Search the entries below for the word "Output", then copy each line in which it is found.

====

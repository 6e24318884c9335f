//! Vessel lookup module
//!
//! Value objects exchanged with the external vessel-allocation service and
//! the port through which the booking coordinator reaches it.

mod entity;
mod ids;
mod ports;

pub use entity::{VesselAssignment, VesselQuery};
pub use ids::VesselId;
pub use ports::VesselLookup;
//! Consignment handlers

use axum::{
    extract::{rejection::JsonRejection, State},
    http::StatusCode,
    response::{IntoResponse, Response},
    Json,
};
use shipper_domain::booking::{BookingError, BookingServicePort, BookingStage};
use tracing::{error, info, warn};
use uuid::Uuid;

use crate::{
    dto::consignment::{
        ConsignmentDto, CreateConsignmentResponse, ErrorResponse, GetConsignmentsResponse,
    },
    AppState,
};

/// Book a consignment onto an available vessel
#[utoipa::path(
    post,
    path = "/consignments",
    request_body = ConsignmentDto,
    responses(
        (status = 201, description = "Consignment booked", body = CreateConsignmentResponse),
        (status = 400, description = "Bad request - malformed body or invalid consignment", body = ErrorResponse),
        (status = 415, description = "Body is not JSON", body = ErrorResponse),
        (status = 422, description = "Body does not match the consignment schema", body = ErrorResponse),
        (status = 409, description = "No vessel can carry the consignment", body = ErrorResponse),
        (status = 502, description = "Vessel service failed or was unreachable", body = ErrorResponse),
        (status = 504, description = "Vessel lookup timed out", body = ErrorResponse),
        (status = 500, description = "Internal server error", body = ErrorResponse)
    ),
    tag = "consignments"
)]
pub async fn create_consignment<S: BookingServicePort + 'static>(
    State(state): State<AppState<S>>,
    payload: Result<Json<ConsignmentDto>, JsonRejection>,
) -> impl IntoResponse {
    let booking_id = Uuid::now_v7();
    let Json(payload) = match payload {
        Ok(payload) => payload,
        Err(rejection) => {
            warn!(booking_id = %booking_id, error = %rejection.body_text(), "Rejected request body");
            return (
                rejection.status(),
                Json(ErrorResponse {
                    error: rejection.body_text(),
                }),
            )
                .into_response();
        }
    };
    info!(
        booking_id = %booking_id,
        stage = %BookingStage::Received,
        weight = payload.weight,
        containers = payload.containers.len(),
        "Received consignment"
    );

    match state.booking_service.book(payload.into()).await {
        Ok(result) => {
            let consignment = ConsignmentDto::from(&result.consignment);
            info!(
                booking_id = %booking_id,
                stage = %BookingStage::Stored,
                vessel_id = %consignment.vessel_id,
                "Consignment booked"
            );
            (
                StatusCode::CREATED,
                Json(CreateConsignmentResponse {
                    created: result.created,
                    consignment,
                }),
            )
                .into_response()
        }
        Err(err) => {
            error!(
                booking_id = %booking_id,
                stage = %BookingStage::Failed,
                failed_at = %err.failed_stage(),
                error = ?err,
                "Failed to book consignment"
            );
            error_response(err)
        }
    }
}

/// List every booked consignment
#[utoipa::path(
    get,
    path = "/consignments",
    responses(
        (status = 200, description = "All booked consignments in booking order", body = GetConsignmentsResponse),
        (status = 500, description = "Internal server error", body = ErrorResponse)
    ),
    tag = "consignments"
)]
pub async fn get_consignments<S: BookingServicePort + 'static>(
    State(state): State<AppState<S>>,
) -> impl IntoResponse {
    match state.booking_service.list_all().await {
        Ok(consignments) => {
            info!(count = consignments.len(), "Listing consignments");
            (
                StatusCode::OK,
                Json(GetConsignmentsResponse {
                    consignments: consignments.iter().map(ConsignmentDto::from).collect(),
                }),
            )
                .into_response()
        }
        Err(err) => {
            error!(error = ?err, "Failed to list consignments");
            error_response(err)
        }
    }
}

fn error_response(err: BookingError) -> Response {
    let status = match &err {
        BookingError::InvalidInput(_) | BookingError::VesselAlreadyAssigned(_) => {
            StatusCode::BAD_REQUEST
        }
        BookingError::NoVesselAvailable(_) => StatusCode::CONFLICT,
        BookingError::LookupFailed(_) => StatusCode::BAD_GATEWAY,
        BookingError::LookupTimedOut { .. } => StatusCode::GATEWAY_TIMEOUT,
        BookingError::StoreFailed(_) | BookingError::ConfigError(_) => {
            StatusCode::INTERNAL_SERVER_ERROR
        }
    };

    (
        status,
        Json(ErrorResponse {
            error: err.to_string(),
        }),
    )
        .into_response()
}
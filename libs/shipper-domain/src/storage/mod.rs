//! Storage module
//!
//! Ports for persisting booked consignments.

mod ports;

pub use ports::ConsignmentRepository;
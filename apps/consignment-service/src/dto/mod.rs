//! Request and response bodies

pub mod consignment;
#[cfg(test)]
mod tests {
    use super::*;
    use crate::booking::Container;
    use crate::vessel::VesselId;
    use std::collections::VecDeque;
    use std::sync::{Arc, Mutex};

    // In-memory storage for testing
    #[derive(Clone, Default)]
    struct InMemoryStorage {
        records: Arc<Mutex<Vec<Consignment>>>,
        fail_writes: bool,
    }

    impl InMemoryStorage {
        fn failing() -> Self {
            Self {
                fail_writes: true,
                ..Self::default()
            }
        }

        fn len(&self) -> usize {
            self.records.lock().unwrap().len()
        }
    }

    impl ConsignmentRepository for InMemoryStorage {
        fn create(
            &self,
            consignment: Consignment,
        ) -> impl Future<Output = Result<Consignment, BookingError>> + Send {
            let records = self.records.clone();
            let fail_writes = self.fail_writes;

            async move {
                if fail_writes {
                    return Err(BookingError::store_failed("write rejected"));
                }
                records.lock().unwrap().push(consignment.clone());
                Ok(consignment)
            }
        }

        fn get_all(&self) -> impl Future<Output = Result<Vec<Consignment>, BookingError>> + Send {
            let records = self.records.clone();

            async move { Ok(records.lock().unwrap().clone()) }
        }
    }

    // Vessel lookup that replays scripted responses and records every query
    #[derive(Clone, Default)]
    struct ScriptedVessels {
        responses: Arc<Mutex<VecDeque<Result<VesselAssignment, BookingError>>>>,
        queries: Arc<Mutex<Vec<VesselQuery>>>,
        delay: Option<Duration>,
    }

    impl ScriptedVessels {
        fn returning(responses: Vec<Result<VesselAssignment, BookingError>>) -> Self {
            Self {
                responses: Arc::new(Mutex::new(responses.into())),
                ..Self::default()
            }
        }

        fn delayed(mut self, delay: Duration) -> Self {
            self.delay = Some(delay);
            self
        }

        fn queries(&self) -> Vec<VesselQuery> {
            self.queries.lock().unwrap().clone()
        }
    }

    impl VesselLookup for ScriptedVessels {
        fn find_available(
            &self,
            query: &VesselQuery,
        ) -> impl Future<Output = Result<VesselAssignment, BookingError>> + Send {
            self.queries.lock().unwrap().push(*query);
            let response = self
                .responses
                .lock()
                .unwrap()
                .pop_front()
                .unwrap_or_else(|| Err(BookingError::lookup_failed("no scripted response")));
            let delay = self.delay;

            async move {
                if let Some(delay) = delay {
                    tokio::time::sleep(delay).await;
                }
                response
            }
        }
    }

    fn containers(n: usize) -> Vec<Container> {
        (0..n)
            .map(|i| Container {
                id: format!("c{}", i + 1),
                ..Container::default()
            })
            .collect()
    }

    fn vessel(id: &str, name: &str) -> Result<VesselAssignment, BookingError> {
        Ok(VesselAssignment::new(id, name))
    }

    #[tokio::test]
    async fn test_book_assigns_vessel_and_stores() {
        let storage = InMemoryStorage::default();
        let vessels = ScriptedVessels::returning(vec![vessel("V1", "Atlantic")]);
        let service = BookingService::with_collaborators(storage.clone(), vessels.clone());

        let result = service
            .book(Consignment::new("Grain", 1000, containers(2)))
            .await
            .unwrap();

        assert!(result.created);
        assert_eq!(
            result.consignment.vessel_id().map(VesselId::as_str),
            Some("V1")
        );
        assert_eq!(vessels.queries(), vec![VesselQuery::new(1000, 2)]);

        let listed = service.list_all().await.unwrap();
        assert_eq!(listed, vec![result.consignment]);
    }

    #[tokio::test]
    async fn test_lookup_error_stores_nothing() {
        let storage = InMemoryStorage::default();
        let vessels =
            ScriptedVessels::returning(vec![Err(BookingError::lookup_failed("no vessel"))]);
        let service = BookingService::with_collaborators(storage.clone(), vessels);

        let before = service.list_all().await.unwrap();
        let result = service
            .book(Consignment::new("Grain", 1000, containers(2)))
            .await;

        assert!(matches!(result, Err(BookingError::LookupFailed(_))));
        assert_eq!(service.list_all().await.unwrap(), before);
        assert_eq!(storage.len(), 0);
    }

    #[tokio::test]
    async fn test_empty_assignment_is_no_vessel_available() {
        let storage = InMemoryStorage::default();
        let vessels = ScriptedVessels::returning(vec![vessel("", "")]);
        let service = BookingService::with_collaborators(storage.clone(), vessels);

        let result = service
            .book(Consignment::new("Grain", 1000, containers(1)))
            .await;

        assert!(matches!(result, Err(BookingError::NoVesselAvailable(_))));
        assert_eq!(storage.len(), 0);
    }

    #[tokio::test]
    async fn test_invalid_consignment_skips_lookup() {
        let storage = InMemoryStorage::default();
        let vessels = ScriptedVessels::returning(vec![vessel("V1", "Atlantic")]);
        let service = BookingService::with_collaborators(storage.clone(), vessels.clone());

        let result = service.book(Consignment::new("Nothing", 1000, vec![])).await;

        assert!(matches!(result, Err(BookingError::InvalidInput(_))));
        assert!(vessels.queries().is_empty());
        assert_eq!(storage.len(), 0);
    }

    #[tokio::test]
    async fn test_prebooked_consignment_is_rejected() {
        let storage = InMemoryStorage::default();
        let vessels = ScriptedVessels::returning(vec![vessel("V2", "Pacific")]);
        let service = BookingService::with_collaborators(storage.clone(), vessels.clone());

        let consignment = Consignment::from_parts(
            "Grain".to_string(),
            1000,
            containers(1),
            Some(VesselId::new("V1")),
        );
        let result = service.book(consignment).await;

        assert!(matches!(result, Err(BookingError::VesselAlreadyAssigned(_))));
        assert!(vessels.queries().is_empty());
    }

    #[tokio::test]
    async fn test_store_failure_is_propagated() {
        let storage = InMemoryStorage::failing();
        let vessels = ScriptedVessels::returning(vec![vessel("V1", "Atlantic")]);
        let service = BookingService::with_collaborators(storage.clone(), vessels.clone());

        let result = service
            .book(Consignment::new("Grain", 1000, containers(2)))
            .await;

        assert!(matches!(result, Err(BookingError::StoreFailed(_))));
        assert_eq!(vessels.queries().len(), 1);
        assert_eq!(storage.len(), 0);
    }

    #[tokio::test(start_paused = true)]
    async fn test_slow_lookup_times_out() {
        let storage = InMemoryStorage::default();
        let vessels = ScriptedVessels::returning(vec![vessel("V1", "Atlantic")])
            .delayed(Duration::from_secs(10));
        let config = BookingConfig {
            lookup_timeout: Duration::from_millis(100),
        };
        let service = BookingService::new(storage.clone(), vessels, config);

        let result = service
            .book(Consignment::new("Grain", 1000, containers(2)))
            .await;

        assert!(matches!(
            result,
            Err(BookingError::LookupTimedOut { duration_ms: 100 })
        ));
        assert_eq!(storage.len(), 0);
    }

    #[tokio::test(start_paused = true)]
    async fn test_dropped_booking_stores_nothing() {
        let storage = InMemoryStorage::default();
        let vessels = ScriptedVessels::returning(vec![vessel("V1", "Atlantic")])
            .delayed(Duration::from_secs(1));
        let service = BookingService::with_collaborators(storage.clone(), vessels.clone());

        let outcome = tokio::time::timeout(
            Duration::from_millis(10),
            service.book(Consignment::new("Grain", 1000, containers(2))),
        )
        .await;

        assert!(outcome.is_err());
        assert_eq!(vessels.queries().len(), 1);
        assert_eq!(storage.len(), 0);

        // The vessel would have answered by now; nothing resumes the dropped booking
        tokio::time::sleep(Duration::from_secs(2)).await;
        assert_eq!(storage.len(), 0);
        assert!(service.list_all().await.unwrap().is_empty());
    }

    #[tokio::test]
    async fn test_failed_booking_does_not_affect_next_booking() {
        let storage = InMemoryStorage::default();
        let vessels = ScriptedVessels::returning(vec![
            Err(BookingError::lookup_failed("unreachable")),
            vessel("V2", "Pacific"),
        ]);
        let service = BookingService::with_collaborators(storage.clone(), vessels);

        let failed = service
            .book(Consignment::new("First", 500, containers(1)))
            .await;
        let booked = service
            .book(Consignment::new("Second", 700, containers(3)))
            .await
            .unwrap();

        assert!(failed.is_err());
        let listed = service.list_all().await.unwrap();
        assert_eq!(listed.len(), 1);
        assert_eq!(listed[0].description(), "Second");
        assert_eq!(listed[0], booked.consignment);
    }

    #[tokio::test]
    async fn test_list_all_is_stable_and_ordered() {
        let storage = InMemoryStorage::default();
        let vessels = ScriptedVessels::returning(vec![
            vessel("V1", "Atlantic"),
            vessel("V2", "Pacific"),
            vessel("V3", "Arctic"),
        ]);
        let service = BookingService::with_collaborators(storage, vessels);

        for description in ["one", "two", "three"] {
            service
                .book(Consignment::new(description, 100, containers(1)))
                .await
                .unwrap();
        }

        let first = service.list_all().await.unwrap();
        let second = service.list_all().await.unwrap();

        assert_eq!(first, second);
        let order: Vec<&str> = first.iter().map(Consignment::description).collect();
        assert_eq!(order, vec!["one", "two", "three"]);
    }

    #[tokio::test]
    async fn test_concurrent_bookings_are_all_stored() {
        let storage = InMemoryStorage::default();
        let vessels =
            ScriptedVessels::returning(vec![vessel("V1", "Atlantic"), vessel("V2", "Pacific")]);
        let service = BookingService::with_collaborators(storage, vessels);

        let (a, b) = tokio::join!(
            service.book(Consignment::new("A", 100, containers(1))),
            service.book(Consignment::new("B", 200, containers(2))),
        );
        let a = a.unwrap();
        let b = b.unwrap();

        assert_ne!(a.consignment.vessel_id(), b.consignment.vessel_id());
        assert_eq!(service.list_all().await.unwrap().len(), 2);
    }

    #[tokio::test]
    async fn test_service_port_delegates() {
        async fn book_via_port<S: BookingServicePort>(service: &S) -> BookingResult {
            service
                .book(Consignment::new("Grain", 1000, containers(2)))
                .await
                .unwrap()
        }

        let storage = InMemoryStorage::default();
        let vessels = ScriptedVessels::returning(vec![vessel("V1", "Atlantic")]);
        let service = BookingService::with_collaborators(storage, vessels);

        let result = book_via_port(&service).await;

        assert!(result.created);
        assert_eq!(BookingServicePort::list_all(&service).await.unwrap().len(), 1);
    }
}
//! In-memory storage adapter for the Shipper booking service
//!
//! Stands in for a real datastore behind the `ConsignmentRepository` port.

pub mod infrastructure;

pub use infrastructure::InMemoryConsignmentRepository;
//! Vessel-allocation service adapter for the Shipper booking service
//!
//! Implements the `VesselLookup` port over HTTP/JSON.

pub mod infrastructure;

pub use infrastructure::HttpVesselClient;
//! Port trait for the Booking Service
//!
//! This module defines the trait that abstracts the booking coordinator. The
//! HTTP layer is generic over it, while the concrete `BookingService` in
//! `service.rs` provides the implementation.

use std::future::Future;

use crate::booking::entity::{BookingResult, Consignment};
use crate::booking::error::BookingError;

/// Port trait for booking operations
pub trait BookingServicePort: Send + Sync {
    /// Book a consignment onto an available vessel and store it
    ///
    /// # Errors
    ///
    /// - `BookingError::InvalidInput` / `VesselAlreadyAssigned` if the consignment is malformed
    /// - `BookingError::LookupFailed`, `LookupTimedOut` or `NoVesselAvailable` if no vessel was obtained
    /// - `BookingError::StoreFailed` if the repository rejected the record
    fn book(
        &self,
        consignment: Consignment,
    ) -> impl Future<Output = Result<BookingResult, BookingError>> + Send;

    /// List every stored consignment in insertion order
    fn list_all(&self) -> impl Future<Output = Result<Vec<Consignment>, BookingError>> + Send;
}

====

EXERCISE RESULT
        ) -> impl Future<Output = Result<Consignment, BookingError>> + Send {
        fn get_all(&self) -> impl Future<Output = Result<Vec<Consignment>, BookingError>> + Send {
        ) -> impl Future<Output = Result<VesselAssignment, BookingError>> + Send {
    ) -> impl Future<Output = Result<BookingResult, BookingError>> + Send;
    fn list_all(&self) -> impl Future<Output = Result<Vec<Consignment>, BookingError>> + Send;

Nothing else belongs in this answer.